Publicado por Marianna de Castro
Foi engolida pela opinião alheia, quando a afeição advinda da aceitação era tudo o que conhecia. Há não muito tempo, a Boa Menina se calava aos murmúrios de pontos de vista distintos. Era possível que o seu silêncio excessivo não fosse completamente sua culpa, afinal, no primórdio, é evidente que concordar com os outros pode trazer paz, no entanto, não é explícito que tal culpa vá embora.
Não discordar parecia eficaz para evitar gritos e discussões, mas fazia com que ela vivesse para os outros. Ela não encontrava razão nas desgastantes discussões que se estendiam na sala de aula e nos ambientes familiares e se desrespeitava ao contornar situações suscetíveis a debates.
Cultivando, fácil assim, o medo da própria voz. No primeiro círculo de argumentação da escola, não conseguiu participar. Isso não a surpreendeu nem um pouco, pois sabia que nunca havia feito aquele exercício antes. Era inexperiente demais para defender seu posicionamento em público. Chegara ao ponto de duvidar de suas próprias crenças, desconfiando não poder chamá-las assim, já que, na primeira oportunidade de abandoná-las para agradar alguém, ela era ligeira.
Embora possuísse dificuldade de compreender, observar pessoas desprovidas da angústia gerada pela desaprovação de seus pensamentos era belo. Metade de si permanecia, sem dúvida, contestando aquilo, contudo, a outra metade se enchia de um desejo desconhecido: conseguir se impor, ao menos, em algumas situações. Não usaria da argumentação sempre, disse a si mesma, somente com estranhos e, definitivamente, nunca com aqueles que a amavam, dado que, a Boa Menina acreditava ser merecedora desse amor por não contrariá-los.

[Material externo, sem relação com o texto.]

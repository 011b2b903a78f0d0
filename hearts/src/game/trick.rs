//! Drives a single trick over the table's connections.

use super::{
    entities::{Card, DeckVariant, Seat, next_seat},
    state::{GameState, TrickSummary},
};
use crate::net::{
    errors::ConnectionError,
    messages::{NetworkCode, Packet},
    roster::PlayerRoster,
};

/// Where a trick currently is.
#[derive(Clone, Copy, Debug, Eq, PartialEq)]
pub enum TrickPhase {
    Start,
    /// First trick of a round; the two of clubs is played for its holder.
    AwaitTwoOfClubs,
    AwaitPlay(Seat),
    End,
}

pub struct TrickEngine<'a> {
    state: &'a mut GameState,
    roster: &'a mut PlayerRoster,
    phase: TrickPhase,
}

impl<'a> TrickEngine<'a> {
    pub fn new(state: &'a mut GameState, roster: &'a mut PlayerRoster) -> Self {
        Self {
            state,
            roster,
            phase: TrickPhase::Start,
        }
    }

    pub fn phase(&self) -> TrickPhase {
        self.phase
    }

    /// Run the trick to completion.
    ///
    /// # Errors
    ///
    /// Fails as soon as any seat's channel fails. The trick is abandoned
    /// with whatever plays were already applied.
    pub async fn run(mut self) -> Result<TrickSummary, ConnectionError> {
        loop {
            self.phase = match self.phase {
                TrickPhase::Start => self.start().await?,
                TrickPhase::AwaitTwoOfClubs => self.play_two_of_clubs().await?,
                TrickPhase::AwaitPlay(seat) => self.await_play(seat).await?,
                TrickPhase::End => {
                    debug_assert!(
                        self.state.is_trick_complete(),
                        "trick ended without every seat playing"
                    );
                    match self.state.finish_trick() {
                        Some(summary) => {
                            self.announce_end(&summary).await?;
                            return Ok(summary);
                        }
                        // Nobody played, so no hand changed. Start over.
                        None => {
                            log::error!("trick ended without any plays, restarting it");
                            TrickPhase::Start
                        }
                    }
                }
            };
        }
    }

    async fn start(&mut self) -> Result<TrickPhase, ConnectionError> {
        self.state.reset_for_new_trick();
        let holder = match self.state.turn_player {
            Some(_) => None,
            None => self.state.two_of_clubs_holder(),
        };
        let starting = self.state.turn_player.or(holder).unwrap_or_default();
        log::debug!("trick {} starts with player {starting}", self.state.tricks_played);
        let packet = Packet::new(NetworkCode::TrickStart)
            .with_int("trick", self.state.tricks_played as i64)
            .with_seat("starting_player", starting);
        self.roster.send_to_all(&packet).await?;
        if holder.is_some() {
            Ok(TrickPhase::AwaitTwoOfClubs)
        } else {
            self.state.turn_player = Some(starting);
            Ok(TrickPhase::AwaitPlay(starting))
        }
    }

    async fn play_two_of_clubs(&mut self) -> Result<TrickPhase, ConnectionError> {
        let Some(holder) = self.state.two_of_clubs_holder() else {
            self.state.turn_player = Some(0);
            return Ok(TrickPhase::AwaitPlay(0));
        };
        let packet = Packet::new(NetworkCode::PlayTwoOfClubs).with_seat("player_num", holder);
        self.roster.send_to_all(&packet).await?;
        match self.state.apply_play(holder, Card::TWO_OF_CLUBS) {
            Ok(_) => self.announce_play(holder, Card::TWO_OF_CLUBS).await,
            Err(error) => {
                log::error!("couldn't open with the two of clubs for player {holder}: {error}");
                self.state.turn_player = Some(holder);
                Ok(TrickPhase::AwaitPlay(holder))
            }
        }
    }

    async fn await_play(&mut self, seat: Seat) -> Result<TrickPhase, ConnectionError> {
        let make_play = Packet::new(NetworkCode::MakePlay);
        self.roster.send_to(seat, &make_play).await?;
        let waiting = Packet::new(NetworkCode::WaitForTurnPlayer).with_seat("player_num", seat);
        self.roster.send_to_others(seat, &waiting).await?;

        loop {
            let wait = self.state.settings.turn_timeout;
            let Some(packet) = self.roster.wait_receive(seat, wait).await? else {
                log::info!("player {seat} is taking a while, probing");
                self.roster.send_to(seat, &Packet::ping()).await?;
                self.roster.send_to(seat, &make_play).await?;
                continue;
            };
            match packet.code {
                NetworkCode::Play => {}
                NetworkCode::Ping => {
                    self.roster.send_to(seat, &Packet::ping()).await?;
                    continue;
                }
                other => {
                    log::debug!("ignoring {other} from player {seat} while awaiting a play");
                    continue;
                }
            }

            let number = match packet.int("play") {
                Ok(number) => number,
                Err(error) => {
                    log::warn!("bad play packet from player {seat}: {error}");
                    let invalid = Packet::new(NetworkCode::InvalidPlay).with_str("reason", error);
                    self.roster.send_to(seat, &invalid).await?;
                    self.roster.send_to(seat, &make_play).await?;
                    continue;
                }
            };
            let played = Card::from_number(number, DeckVariant::Standard)
                .map_err(|error| error.to_string())
                .and_then(|card| {
                    self.state
                        .apply_play(seat, card)
                        .map(|_| card)
                        .map_err(|error| error.to_string())
                });
            match played {
                Ok(card) => {
                    log::debug!("player {seat} played {card}");
                    return self.announce_play(seat, card).await;
                }
                Err(reason) => {
                    log::debug!("player {seat} made an invalid play: {reason}");
                    let invalid = Packet::new(NetworkCode::InvalidPlay)
                        .with_int("play", number)
                        .with_str("reason", reason);
                    self.roster.send_to(seat, &invalid).await?;
                    self.roster.send_to(seat, &make_play).await?;
                }
            }
        }
    }

    async fn announce_play(&mut self, seat: Seat, card: Card) -> Result<TrickPhase, ConnectionError> {
        let successful = Packet::new(NetworkCode::SuccessfulPlay).with_int("play", card.number());
        self.roster.send_to(seat, &successful).await?;
        let new_play = Packet::new(NetworkCode::WaitForNewPlay)
            .with_seat("player_num", seat)
            .with_int("play", card.number());
        self.roster.send_to_others(seat, &new_play).await?;
        let leading = self.state.leading_player.unwrap_or(seat);
        let leader = Packet::new(NetworkCode::WaitForLeadingPlayer).with_seat("player_num", leading);
        self.roster.send_to_all(&leader).await?;

        if self.state.is_trick_complete() {
            Ok(TrickPhase::End)
        } else {
            Ok(TrickPhase::AwaitPlay(next_seat(seat)))
        }
    }

    async fn announce_end(&mut self, summary: &TrickSummary) -> Result<(), ConnectionError> {
        log::debug!(
            "player {} takes trick {} with {} point cards",
            summary.winner,
            self.state.tricks_played,
            summary.point_cards.len()
        );
        let packet = Packet::new(NetworkCode::TrickEnd)
            .with_seat("winner", summary.winner)
            .with_cards("point_cards", &summary.point_cards);
        self.roster.send_to_all(&packet).await
    }
}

Cresceu, tornou-se adulta e logo se viu na obrigação de presenciar situações as quais exigiam uma opinião pessoal sobre tópicos que jamais pensou considerar. Quanta ousadia do mundo, que sempre a elogiava pela falta de convicção, passar a requerer posicionamentos firmes tão frequentemente. A Boa Menina sentia-se perdida, porquanto, diversas vezes, a escolha certa parecia inexistente, havendo apenas posições criadoras de tumultos e discordâncias. Descobriu, então, possivelmente pela pior maneira, que discussões eram inevitáveis. Quando decidia não discutir um tópico importante, gerava complicações que poderiam vir a se manifestar com muita mais intensidade, criando uma discussão mais grave que a que havia sido evitada.

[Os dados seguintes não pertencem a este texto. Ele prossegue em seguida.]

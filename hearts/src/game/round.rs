//! One deal of thirteen tricks, warhead exchange included.

use futures_util::stream::{FuturesUnordered, StreamExt};
use std::time::Duration;

use super::{
    constants::{NUM_PLAYERS, TRICKS_PER_ROUND, WARHEAD_COUNT},
    entities::{Card, Deck, DeckVariant, Hand, PassDirection, Seat},
    rules,
    state::GameState,
    trick::TrickEngine,
};
use crate::net::{
    connection::PlayerConnection,
    errors::ConnectionError,
    messages::{NetworkCode, Packet},
    roster::PlayerRoster,
};

/// Scores at the end of a round.
#[derive(Clone, Debug, Eq, PartialEq)]
pub struct RoundSummary {
    /// 1-based round number.
    pub round: usize,
    pub round_points: Vec<u32>,
    pub total_points: Vec<u32>,
}

pub struct RoundEngine<'a> {
    state: &'a mut GameState,
    roster: &'a mut PlayerRoster,
}

fn send_warheads_packet(recipient: Seat) -> Packet {
    Packet::new(NetworkCode::SendWarheads).with_seat("recipient", recipient)
}

/// Wait until `conn` submits a valid set of warheads from `hand`.
async fn await_warheads(
    conn: &mut PlayerConnection,
    hand: &Hand,
    recipient: Seat,
    wait: Option<Duration>,
) -> Result<(Seat, [Card; WARHEAD_COUNT]), ConnectionError> {
    let seat = conn.player_num();
    loop {
        let Some(packet) = conn.wait_receive(wait).await? else {
            log::info!("player {seat} is taking a while to pass, probing");
            conn.send(&Packet::ping()).await?;
            conn.send(&send_warheads_packet(recipient)).await?;
            continue;
        };
        match packet.code {
            NetworkCode::Warheads => {}
            NetworkCode::Ping => {
                conn.send(&Packet::ping()).await?;
                continue;
            }
            other => {
                log::debug!("ignoring {other} from player {seat} while awaiting warheads");
                continue;
            }
        }

        let checked = packet
            .int_list("warheads")
            .map_err(|error| error.to_string())
            .and_then(|numbers| rules::check_warheads(hand, numbers).map_err(|error| error.to_string()));
        match checked {
            Ok(cards) => {
                log::debug!("player {seat} passes {} {} {}", cards[0], cards[1], cards[2]);
                let accepted = Packet::new(NetworkCode::SuccessfulWarheads).with_cards("warheads", &cards);
                conn.send(&accepted).await?;
                return Ok((seat, cards));
            }
            Err(reason) => {
                log::debug!("player {seat} sent invalid warheads: {reason}");
                let rejected = Packet::new(NetworkCode::InvalidWarheads).with_str("reason", reason);
                conn.send(&rejected).await?;
            }
        }
    }
}

impl<'a> RoundEngine<'a> {
    pub fn new(state: &'a mut GameState, roster: &'a mut PlayerRoster) -> Self {
        Self { state, roster }
    }

    /// Play a round with a freshly shuffled deck.
    pub async fn run(self) -> Result<RoundSummary, ConnectionError> {
        self.run_with_deck(Deck::shuffled(DeckVariant::Standard)).await
    }

    /// Play a round dealing from `deck` as given.
    ///
    /// # Errors
    ///
    /// Fails as soon as any seat's channel fails. Scores are only
    /// committed once the last trick is over.
    pub async fn run_with_deck(mut self, deck: Deck) -> Result<RoundSummary, ConnectionError> {
        let round = self.state.rounds_played + 1;
        self.state.reset_for_new_round();
        self.state.deal(deck);
        let direction = self.state.pass_direction();
        log::info!("round {round} starts, passing {direction}");

        let start = Packet::new(NetworkCode::RoundStart)
            .with_int("round", round as i64)
            .with_str("pass_direction", direction);
        self.roster.send_to_all(&start).await?;
        self.send_hands(None).await?;

        if direction.requires_passing() {
            self.roster
                .send_each(|seat| send_warheads_packet(direction.recipient(seat)))
                .await?;
            let submissions = self.collect_warheads(direction).await?;
            let received = self.state.exchange_warheads(&submissions, direction);
            self.send_hands(Some(received.as_slice())).await?;
        }

        for _ in 0..TRICKS_PER_ROUND {
            TrickEngine::new(&mut *self.state, &mut *self.roster).run().await?;
        }

        let round_points = self.state.finish_round();
        let total_points = self.state.totals();
        log::info!("round {round} over, points {round_points:?}, totals {total_points:?}");
        let end = Packet::new(NetworkCode::RoundEnd)
            .with_ints("round_points", round_points.iter().map(|p| i64::from(*p)).collect())
            .with_ints("total_points", total_points.iter().map(|p| i64::from(*p)).collect());
        self.roster.send_to_all(&end).await?;

        Ok(RoundSummary {
            round,
            round_points,
            total_points,
        })
    }

    async fn send_hands(&mut self, received: Option<&[Vec<Card>]>) -> Result<(), ConnectionError> {
        let players = &self.state.players;
        self.roster
            .send_each(|seat| {
                let hand = players.get(seat).map(|p| p.hand.numbers()).unwrap_or_default();
                let packet = Packet::new(NetworkCode::WaitForHand).with_ints("hand", hand);
                match received.and_then(|r| r.get(seat)) {
                    Some(cards) => packet.with_cards("received", cards),
                    None => packet,
                }
            })
            .await
    }

    /// Await every seat's warheads at once. Returns them indexed by seat.
    async fn collect_warheads(
        &mut self,
        direction: PassDirection,
    ) -> Result<Vec<[Card; WARHEAD_COUNT]>, ConnectionError> {
        let wait = self.state.settings.turn_timeout;
        let players = &self.state.players;
        let mut pending: FuturesUnordered<_> = self
            .roster
            .connections_mut()
            .map(|conn| {
                let seat = conn.player_num();
                await_warheads(conn, &players[seat].hand, direction.recipient(seat), wait)
            })
            .collect();

        let mut submissions = vec![None; NUM_PLAYERS];
        let mut failure = None;
        while let Some(result) = pending.next().await {
            match result {
                Ok((seat, cards)) => submissions[seat] = Some(cards),
                Err(error) => {
                    failure = Some(error);
                    break;
                }
            }
        }
        // Cancels the reads still pending on the other seats.
        drop(pending);

        if let Some(error) = failure {
            return Err(match ConnectionError::from_seats(self.roster.disconnected_seats()) {
                Some(known) => error.merge(known),
                None => error,
            });
        }
        let mut missing = Vec::new();
        let mut collected = Vec::with_capacity(NUM_PLAYERS);
        for (seat, submission) in submissions.into_iter().enumerate() {
            match submission {
                Some(cards) => collected.push(cards),
                None => missing.push(seat),
            }
        }
        match ConnectionError::from_seats(missing) {
            Some(error) => Err(error),
            None => Ok(collected),
        }
    }
}

#[cfg(test)]
mod tests {
    use tokio::{io::DuplexStream, task::JoinHandle};

    use super::*;
    use crate::{
        bot::BotPlayer,
        game::state::tests::state_with_hands,
        net::{
            roster::tests::full_roster,
            utils::{read_frame, write_frame},
        },
    };

    /// Play as a bot until ROUND_END. Resolves with every packet seen.
    fn bot_client(mut client: DuplexStream, seed: u64) -> JoinHandle<Vec<Packet>> {
        tokio::spawn(async move {
            let mut bot = BotPlayer::with_seed(seed);
            let mut seen = Vec::new();
            loop {
                let packet = Packet::decode(&read_frame(&mut client).await.unwrap()).unwrap();
                if let Some(reply) = bot.handle(&packet) {
                    write_frame(&mut client, &reply.to_frame().unwrap()).await.unwrap();
                }
                let done = packet.code == NetworkCode::RoundEnd;
                seen.push(packet);
                if done {
                    return seen;
                }
            }
        })
    }

    #[tokio::test]
    async fn full_round_with_passing() {
        let mut state = state_with_hands([&[], &[], &[], &[]]);
        let (mut roster, clients) = full_roster();
        let handles: Vec<_> = clients
            .into_iter()
            .enumerate()
            .map(|(seat, client)| bot_client(client, seat as u64))
            .collect();

        let deck = Deck::shuffled_with_seed(DeckVariant::Standard, 42);
        let summary = RoundEngine::new(&mut state, &mut roster)
            .run_with_deck(deck)
            .await
            .unwrap();

        assert_eq!(summary.round, 1);
        assert_eq!(state.tricks_played, TRICKS_PER_ROUND);
        assert!(state.players.iter().all(|p| p.hand.is_empty()));
        // Hearts are worth 13 and the queen 13, whoever took them.
        let points: u32 = summary.round_points.iter().sum();
        assert_eq!(points, 26);
        assert_eq!(summary.total_points, summary.round_points);

        for (seat, handle) in handles.into_iter().enumerate() {
            let seen = handle.await.unwrap();
            let hands: Vec<&Packet> = seen
                .iter()
                .filter(|p| p.code == NetworkCode::WaitForHand)
                .collect();
            assert_eq!(hands.len(), 2);
            assert_eq!(hands[0].int_list("hand").unwrap().len(), 13);
            assert_eq!(hands[1].int_list("received").unwrap().len(), WARHEAD_COUNT);
            let tricks = seen
                .iter()
                .filter(|p| p.code == NetworkCode::TrickEnd)
                .count();
            assert_eq!(tricks, TRICKS_PER_ROUND, "seat {seat}");
        }
    }

    #[tokio::test]
    async fn invalid_warheads_are_reprompted() {
        let mut state = state_with_hands([&[], &[], &[], &[]]);
        state.deal(Deck::shuffled_with_seed(DeckVariant::Standard, 7));
        let (mut roster, mut clients) = full_roster();

        let hands: Vec<Vec<Card>> = state.players.iter().map(|p| p.hand.cards().to_vec()).collect();
        let foreign = hands[1][0];
        let writers: Vec<_> = clients
            .iter_mut()
            .enumerate()
            .map(|(seat, client)| {
                let mut frames = Vec::new();
                if seat == 0 {
                    let bad = [hands[0][0], hands[0][1], foreign];
                    frames.push(Packet::warheads(&bad).to_frame().unwrap());
                }
                frames.push(Packet::warheads(&hands[seat][..3]).to_frame().unwrap());
                (client, frames)
            })
            .collect();
        for (client, frames) in writers {
            for frame in frames {
                write_frame(&mut *client, &frame).await.unwrap();
            }
        }

        let mut engine = RoundEngine::new(&mut state, &mut roster);
        let submissions = engine.collect_warheads(PassDirection::Left).await.unwrap();
        for (seat, cards) in submissions.iter().enumerate() {
            assert_eq!(cards.to_vec(), hands[seat][..3].to_vec());
        }

        let first = Packet::decode(&read_frame(&mut clients[0]).await.unwrap()).unwrap();
        assert_eq!(first.code, NetworkCode::InvalidWarheads);
        let second = Packet::decode(&read_frame(&mut clients[0]).await.unwrap()).unwrap();
        assert_eq!(second.code, NetworkCode::SuccessfulWarheads);
        // Nothing moved until every seat had passed.
        assert_eq!(state.players[0].hand.len(), 13);
    }

    #[tokio::test]
    async fn disconnect_during_passing_aborts_the_round() {
        let mut state = state_with_hands([&[], &[], &[], &[]]);
        let (mut roster, mut clients) = full_roster();
        let dropped = clients.remove(3);
        let readers: Vec<_> = clients
            .into_iter()
            .map(|mut client| {
                tokio::spawn(async move { while read_frame(&mut client).await.is_ok() {} })
            })
            .collect();

        // Seat 3 vanishes after being dealt in.
        let deck = Deck::shuffled_with_seed(DeckVariant::Standard, 3);
        let mut engine = RoundEngine::new(&mut state, &mut roster);
        engine.state.deal(deck);
        drop(dropped);
        let result = engine.collect_warheads(PassDirection::Across).await;
        assert_eq!(result, Err(ConnectionError::Disconnected(3)));

        roster.close_all();
        for reader in readers {
            reader.await.unwrap();
        }
    }
}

A troca do pacífico pelo caótico sempre lhe pareceu algo desnecessário e desgastante ao considerar a possibilidade de permanecer quieta. Entretanto, ao se dar conta da enorme quantidade de si que havia perdido devido a essa teoria, compreendeu que impor seus limites era, no mínimo, essencial. Estava começando a mudar seus hábitos que eram, até então, bem espontâneos, o que lhe custou bastante tempo e exigiu enorme coragem.
A Boa Menina passou, assim, a expressar sua opinião sempre que julgava relevante e, para isso, precisou lidar com aqueles que tentavam tornar cada oposição uma grande briga. Essas pessoas eram o motivo que a fazia pensar em continuar agindo como antes, porém, quando o estresse causado por elas passava, a Boa Menina permanecia acreditando no benefício de sua mudança. Para ela, era como se finalmente estivesse conhecendo a si mesma, sem a grande interferência do mundo exterior.
Permaneceu tentando se conhecer cada vez mais e, por mais doloroso que fosse, afastou-se o máximo possível dos egoístas e radicais que a faziam mal, pois ela percebeu que quem a ama verdadeiramente não a rejeitaria simplesmente porque começou a pensar por si mesma. A comunicação, recurso que não usava há tanto tempo para se impor, tornou-se essencial em sua vida. Ela ainda ouvia todos a sua volta, contudo, filtrava as sugestões recebidas e não se calava diante de algo só porque poderia levar a uma discussão.
O nome dela era Boa Menina pois o maior desejo de seus pais era que ela fosse genuinamente bondosa, embora muitos a sua volta passaram a chamá-la por adjetivos como “atrevida” e “exibida”. No entanto, ela já não se importava mais com esse tipo de ataque em um mundo onde ou se possui opinião própria ou se é possuído pela “opinião” alheia.